Fitted Model – Returns a DiscreteBayesianNetwork object with learned CPDs. The DAG structure is preserved, and parameters (CPDs) are added. This allows the DAG to represent both the structure and the parameters of a Bayesian Network.

Return type:

DiscreteBayesianNetwork

Examples

>>> import pandas as pd
>>> from pgmpy.models import DiscreteBayesianNetwork
>>> from pgmpy.base import DAG
>>> data = pd.DataFrame(data={"A": [0, 0, 1], "B": [0, 1, 0], "C": [1, 1, 0]})
>>> model = DAG([("A", "C"), ("B", "C")])
>>> fitted_model = model.fit(data)
>>> fitted_model.get_cpds()
[<TabularCPD representing P(A:2) at 0x17945372c30>,
<TabularCPD representing P(B:2) at 0x17945a19760>,
<TabularCPD representing P(C:2 | A:2, B:2) at 0x17944f42690>]

classmethod from_dagitty(string=None, filename=None) → DAG[source]¶

Initializes a DAG instance using DAGitty syntax.

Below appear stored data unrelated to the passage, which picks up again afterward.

//! Controller configuration loaded from environment variables.

use crate::error::ControllerError;
use crate::logging::LogLevel;
use crate::store::NamespaceFilter;
use crate::utils::{parse_duration, split_list, split_ns_name};
use std::path::PathBuf;
use std::str::FromStr;
use std::time::Duration;

/// How the HAProxy process is supervised.
#[derive(Debug, Clone, Copy, PartialEq, Eq, Default)]
pub enum SupervisorKind {
    #[default]
    Direct,
    Pebble,
    S6,
}

impl FromStr for SupervisorKind {
    type Err = ControllerError;

    fn from_str(s: &str) -> Result<Self, Self::Err> {
        match s.trim().to_ascii_lowercase().as_str() {
            "direct" => Ok(Self::Direct),
            "pebble" => Ok(Self::Pebble),
            "s6" | "s6-overlay" => Ok(Self::S6),
            other => Err(ControllerError::InvalidConfig(format!(
                "unknown process supervisor '{other}'"
            ))),
        }
    }
}

/// Sections where user config snippets are ignored.
#[derive(Debug, Clone, Copy, PartialEq, Eq, Default)]
pub struct DisabledSnippets {
    pub global: bool,
    pub frontend: bool,
    pub backend: bool,
}

impl FromStr for DisabledSnippets {
    type Err = ControllerError;

    fn from_str(s: &str) -> Result<Self, Self::Err> {
        let mut disabled = Self::default();
        for item in split_list(s) {
            match item.as_str() {
                "all" => {
                    disabled.global = true;
                    disabled.frontend = true;
                    disabled.backend = true;
                }
                "global" => disabled.global = true,
                "frontend" => disabled.frontend = true,
                "backend" => disabled.backend = true,
                other => {
                    return Err(ControllerError::InvalidConfig(format!(
                        "unknown config snippet section '{other}'"
                    )));
                }
            }
        }
        Ok(disabled)
    }
}

/// `ns/name:port` of the default backend service.
#[derive(Debug, Clone, PartialEq, Eq)]
pub struct ServiceRef {
    pub namespace: String,
    pub name: String,
    pub port: Option<String>,
}

impl FromStr for ServiceRef {
    type Err = ControllerError;

    fn from_str(s: &str) -> Result<Self, Self::Err> {
        let (ns_name, port) = match s.rsplit_once(':') {
            Some((ns_name, port)) => (ns_name, Some(port.to_string())),
            None => (s, None),
        };
        let (namespace, name) = split_ns_name(ns_name, "default")
            .map_err(|e| ControllerError::InvalidConfig(e.to_string()))?;
        Ok(Self {
            namespace: namespace.to_string(),
            name: name.to_string(),
            port,
        })
    }
}

/// `ns/name` reference.
#[derive(Debug, Clone, PartialEq, Eq)]
pub struct NamespacedName {
    pub namespace: String,
    pub name: String,
}

impl FromStr for NamespacedName {
    type Err = ControllerError;

    fn from_str(s: &str) -> Result<Self, Self::Err> {
        let (namespace, name) =
            split_ns_name(s, "default").map_err(|e| ControllerError::InvalidConfig(e.to_string()))?;
        Ok(Self {
            namespace: namespace.to_string(),
            name: name.to_string(),
        })
    }
}

impl std::fmt::Display for NamespacedName {
    fn fmt(&self, f: &mut std::fmt::Formatter<'_>) -> std::fmt::Result {
        write!(f, "{}/{}", self.namespace, self.name)
    }
}

/// Controller configuration.
#[derive(Debug, Clone)]
pub struct ControllerConfig {
    pub pod_name: String,
    pub pod_namespace: String,
    pub configmap: NamespacedName,
    pub ingress_class: String,
    pub empty_ingress_class: bool,
    pub controller_class: String,
    pub gateway_controller_name: String,
    pub namespace_whitelist: Vec<String>,
    pub namespace_blacklist: Vec<String>,
    pub default_backend_service: Option<ServiceRef>,
    pub default_ssl_certificate: Option<NamespacedName>,
    pub http_bind_port: u16,
    pub https_bind_port: u16,
    pub healthz_bind_port: u16,
    pub stats_bind_port: u16,
    pub controller_port: u16,
    pub disable_ipv4: bool,
    pub disable_ipv6: bool,
    pub ipv4_bind_address: String,
    pub ipv6_bind_address: String,
    pub sync_period: Duration,
    pub cache_resync_period: Duration,
    pub log_level: LogLevel,
    pub haproxy_binary: PathBuf,
    pub config_dir: PathBuf,
    pub runtime_dir: PathBuf,
    pub state_dir: PathBuf,
    pub process_supervisor: SupervisorKind,
    pub s6_service_dir: PathBuf,
    pub prometheus: bool,
    pub disable_config_snippets: DisabledSnippets,
    pub ssl_passthrough: bool,
    pub gateway_api: bool,
    pub custom_resources: bool,
}

fn parse_bool(name: &str, value: &str) -> Result<bool, ControllerError> {
    match value.trim().to_ascii_lowercase().as_str() {
        "true" | "1" | "yes" | "on" => Ok(true),
        "false" | "0" | "no" | "off" | "" => Ok(false),
        other => Err(ControllerError::InvalidConfig(format!("{name}: invalid boolean '{other}'"))),
    }
}

fn parse_port(name: &str, value: &str) -> Result<u16, ControllerError> {
    value
        .trim()
        .parse()
        .map_err(|e| ControllerError::InvalidConfig(format!("{name}: invalid port '{value}': {e}")))
}

impl ControllerConfig {
    /// Reads every variable from the process environment.
    pub fn from_env() -> Result<Self, ControllerError> {
        Self::from_lookup(|name| std::env::var(name).ok())
    }

    /// Builds the configuration from an arbitrary variable source.
    pub fn from_lookup(lookup: impl Fn(&str) -> Option<String>) -> Result<Self, ControllerError> {
        let var = |name: &str, default: &str| lookup(name).unwrap_or_else(|| default.to_string());
        let opt = |name: &str| lookup(name).filter(|value| !value.trim().is_empty());
        let flag = |name: &str, default: bool| -> Result<bool, ControllerError> {
            lookup(name).map_or(Ok(default), |value| parse_bool(name, &value))
        };
        let port = |name: &str, default: u16| -> Result<u16, ControllerError> {
            lookup(name).map_or(Ok(default), |value| parse_port(name, &value))
        };
        let duration = |name: &str, default: &str| -> Result<Duration, ControllerError> {
            let value = var(name, default);
            parse_duration(&value).map_err(|e| ControllerError::InvalidConfig(format!("{name}: {e}")))
        };

        Ok(Self {
            pod_name: var("POD_NAME", "haproxy-ingress"),
            pod_namespace: var("POD_NAMESPACE", "default"),
            configmap: var("CONFIGMAP", "default/haproxy-kubernetes-ingress").parse()?,
            ingress_class: var("INGRESS_CLASS", "haproxy"),
            empty_ingress_class: flag("EMPTY_INGRESS_CLASS", false)?,
            controller_class: var("CONTROLLER_CLASS", "haproxy.org/ingress-controller"),
            gateway_controller_name: var("GATEWAY_CONTROLLER_NAME", "haproxy.org/gateway-controller"),
            namespace_whitelist: split_list(&var("NAMESPACE_WHITELIST", "")),
            namespace_blacklist: split_list(&var("NAMESPACE_BLACKLIST", "")),
            default_backend_service: opt("DEFAULT_BACKEND_SERVICE").map(|v| v.parse()).transpose()?,
            default_ssl_certificate: opt("DEFAULT_SSL_CERTIFICATE").map(|v| v.parse()).transpose()?,
            http_bind_port: port("HTTP_BIND_PORT", 8080)?,
            https_bind_port: port("HTTPS_BIND_PORT", 8443)?,
            healthz_bind_port: port("HEALTHZ_BIND_PORT", 1042)?,
            stats_bind_port: port("STATS_BIND_PORT", 1024)?,
            controller_port: port("CONTROLLER_PORT", 6060)?,
            disable_ipv4: flag("DISABLE_IPV4", false)?,
            disable_ipv6: flag("DISABLE_IPV6", false)?,
            ipv4_bind_address: var("IPV4_BIND_ADDRESS", "0.0.0.0"),
            ipv6_bind_address: var("IPV6_BIND_ADDRESS", "::"),
            sync_period: duration("SYNC_PERIOD", "5s")?,
            cache_resync_period: duration("CACHE_RESYNC_PERIOD", "10m")?,
            log_level: var("LOG_LEVEL", "info").parse()?,
            haproxy_binary: var("HAPROXY_BINARY", "/usr/local/sbin/haproxy").into(),
            config_dir: var("CONFIG_DIR", "/etc/haproxy").into(),
            runtime_dir: var("RUNTIME_DIR", "/var/run/haproxy").into(),
            state_dir: var("STATE_DIR", "/var/state/haproxy").into(),
            process_supervisor: var("PROCESS_SUPERVISOR", "direct").parse()?,
            s6_service_dir: var("S6_SERVICE_DIR", "/run/service/haproxy").into(),
            prometheus: flag("PROMETHEUS", false)?,
            disable_config_snippets: var("DISABLE_CONFIG_SNIPPETS", "").parse()?,
            ssl_passthrough: flag("SSL_PASSTHROUGH", true)?,
            gateway_api: flag("GATEWAY_API", false)?,
            custom_resources: flag("CUSTOM_RESOURCES", true)?,
        })
    }

    /// Main configuration file.
    pub fn main_config_file(&self) -> PathBuf {
        self.config_dir.join("haproxy.cfg")
    }

    /// Auxiliary configuration file, loaded after the main one when present.
    pub fn aux_config_file(&self) -> PathBuf {
        self.config_dir.join("haproxy-aux.cfg")
    }

    /// Routing map files.
    pub fn maps_dir(&self) -> PathBuf {
        self.config_dir.join("maps")
    }

    pub fn certs_dir(&self) -> PathBuf {
        self.config_dir.join("certs")
    }

    /// Certificates loaded by the HTTPS frontend.
    pub fn frontend_certs_dir(&self) -> PathBuf {
        self.certs_dir().join("frontend")
    }

    /// Files written from the `errorfiles` ConfigMap.
    pub fn errorfiles_dir(&self) -> PathBuf {
        self.config_dir.join("errorfiles")
    }

    /// Pattern files written from the `pattern-files` ConfigMap.
    pub fn patterns_dir(&self) -> PathBuf {
        self.config_dir.join("patterns")
    }

    /// Runtime API socket.
    pub fn runtime_socket(&self) -> PathBuf {
        self.runtime_dir.join("haproxy-runtime-api.sock")
    }

    pub fn master_socket(&self) -> PathBuf {
        self.runtime_dir.join("haproxy-master.sock")
    }

    pub fn pid_file(&self) -> PathBuf {
        self.runtime_dir.join("haproxy.pid")
    }

    /// Unix socket the HTTPS frontend listens on behind SSL passthrough.
    pub fn ssl_frontend_socket(&self) -> PathBuf {
        self.runtime_dir.join("ssl-frontend.sock")
    }

    /// Server-state dump consumed by HAProxy on start.
    pub fn server_state_file(&self) -> PathBuf {
        self.state_dir.join("global")
    }

    /// Directories the controller writes to, created on startup.
    pub fn working_dirs(&self) -> Vec<PathBuf> {
        vec![
            self.config_dir.clone(),
            self.maps_dir(),
            self.frontend_certs_dir(),
            self.certs_dir().join("backend"),
            self.certs_dir().join("ca"),
            self.errorfiles_dir(),
            self.patterns_dir(),
            self.runtime_dir.clone(),
            self.state_dir.clone(),
        ]
    }

    /// Namespace filter built from the watch and blacklist settings.
    pub fn namespace_filter(&self) -> NamespaceFilter {
        NamespaceFilter {
            whitelist: self.namespace_whitelist.clone(),
            blacklist: self.namespace_blacklist.clone(),
        }
    }
}
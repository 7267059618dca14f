//! Runtime client against a local Unix listener standing in for HAProxy.

use haproxy_client::{HAProxyError, RuntimeClient, RuntimeClientTrait, ServerState};
use std::path::Path;
use std::sync::{Arc, Mutex};
use tokio::io::{AsyncReadExt, AsyncWriteExt};
use tokio::net::UnixListener;

/// Serves one response per connection, recording received commands.
fn serve(path: &Path, respond: fn(&str) -> String) -> Arc<Mutex<Vec<String>>> {
    let listener = UnixListener::bind(path).unwrap();
    let received = Arc::new(Mutex::new(Vec::new()));
    let log = Arc::clone(&received);
    tokio::spawn(async move {
        loop {
            let Ok((mut stream, _)) = listener.accept().await else {
                break;
            };
            let mut command = String::new();
            stream.read_to_string(&mut command).await.unwrap();
            let response = respond(&command);
            log.lock().unwrap().push(command);
            stream.write_all(response.as_bytes()).await.unwrap();
            stream.shutdown().await.unwrap();
        }
    });
    received
}

#[tokio::test]
async fn test_set_server_commands() {
    let dir = tempfile::tempdir().unwrap();
    let socket = dir.path().join("haproxy-runtime-api.sock");
    let received = serve(&socket, |_| String::new());

    let client = RuntimeClient::new(&socket);
    client.set_server_addr("ns_app_http", "SRV_1", "10.0.0.6", 8080).await.unwrap();
    client.set_server_state("ns_app_http", "SRV_1", ServerState::Ready).await.unwrap();

    let received = received.lock().unwrap().clone();
    assert_eq!(
        received,
        vec![
            "set server ns_app_http/SRV_1 addr 10.0.0.6 port 8080\n".to_string(),
            "set server ns_app_http/SRV_1 state ready\n".to_string(),
        ]
    );
}

#[tokio::test]
async fn test_error_response_is_reported() {
    let dir = tempfile::tempdir().unwrap();
    let socket = dir.path().join("haproxy-runtime-api.sock");
    serve(&socket, |_| "No such backend.\n".to_string());

    let client = RuntimeClient::new(&socket);
    let err = client
        .set_server_state("missing", "SRV_1", ServerState::Maint)
        .await
        .unwrap_err();
    assert!(matches!(err, HAProxyError::Runtime(message) if message == "No such backend."));
}

#[tokio::test]
async fn test_map_content_payload_and_show_map() {
    let dir = tempfile::tempdir().unwrap();
    let socket = dir.path().join("haproxy-runtime-api.sock");
    let received = serve(&socket, |command| {
        if command.starts_with("show map") {
            "0x55a1 a.example/foo ns_app_http\n0x55a2 a.example/ ns_app_http.abc\n".to_string()
        } else {
            String::new()
        }
    });

    let client = RuntimeClient::new(&socket);
    let rows = vec![("a.example/foo".to_string(), "ns_app_http".to_string())];
    client.set_map_content("/etc/haproxy/maps/path-exact.map", &rows).await.unwrap();
    let shown = client.show_map("/etc/haproxy/maps/path-exact.map").await.unwrap();

    let received = received.lock().unwrap().clone();
    assert_eq!(received[0], "clear map /etc/haproxy/maps/path-exact.map\n");
    assert_eq!(
        received[1],
        "add map /etc/haproxy/maps/path-exact.map <<\na.example/foo ns_app_http\n\n"
    );
    assert_eq!(
        shown,
        vec![
            ("a.example/foo".to_string(), "ns_app_http".to_string()),
            ("a.example/".to_string(), "ns_app_http.abc".to_string()),
        ]
    );
}

#[tokio::test]
async fn test_missing_socket_is_io_error() {
    let dir = tempfile::tempdir().unwrap();
    let client = RuntimeClient::new(dir.path().join("absent.sock"));
    assert!(matches!(
        client.show_servers_state().await,
        Err(HAProxyError::Io(_))
    ));
}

Creates a DAG from the dagitty string. If parameter beta is specified in the DAGitty string, the method returns a LinearGaussianBayesianNetwork instead of a plain DAG.

Parameters:

string (str (default: None)) – A DAGitty style multiline set of regression equation representing the model. Refer https://www.dagitty.net/manual-3.x.pdf#page=3.58 and https://github.com/jtextor/dagitty/blob/7a657776dc8f5e5ba4e323edb028e2c2aaf29327/gui/js/dagitty.js#L3417
filename (str (default: None)) – The filename of the file containing the model in DAGitty syntax.

Examples

>>> from pgmpy.base import DAG
>>> dag = DAG.from_dagitty(
...     "dag{'carry matches' [latent] cancer [outcome] smoking -> 'carry matches' [beta=0.2] smoking -> cancer [beta=0.5] 'carry matches' -> cancer }"
... )

Creating a Linear Gaussian Bayesian network from dagitty:

>>> from pgmpy.base import DAG
>>> from pgmpy.models import LinearGaussianBayesianNetwork as LGBN

# Specifying beta creates a LinearGaussianBayesianNetwork instance >>> dag = DAG.from_dagitty(“dag{X -> Y [beta=0.3] Y -> Z [beta=0.1]}”) >>> data = dag.simulate(n_samples=int(1e4))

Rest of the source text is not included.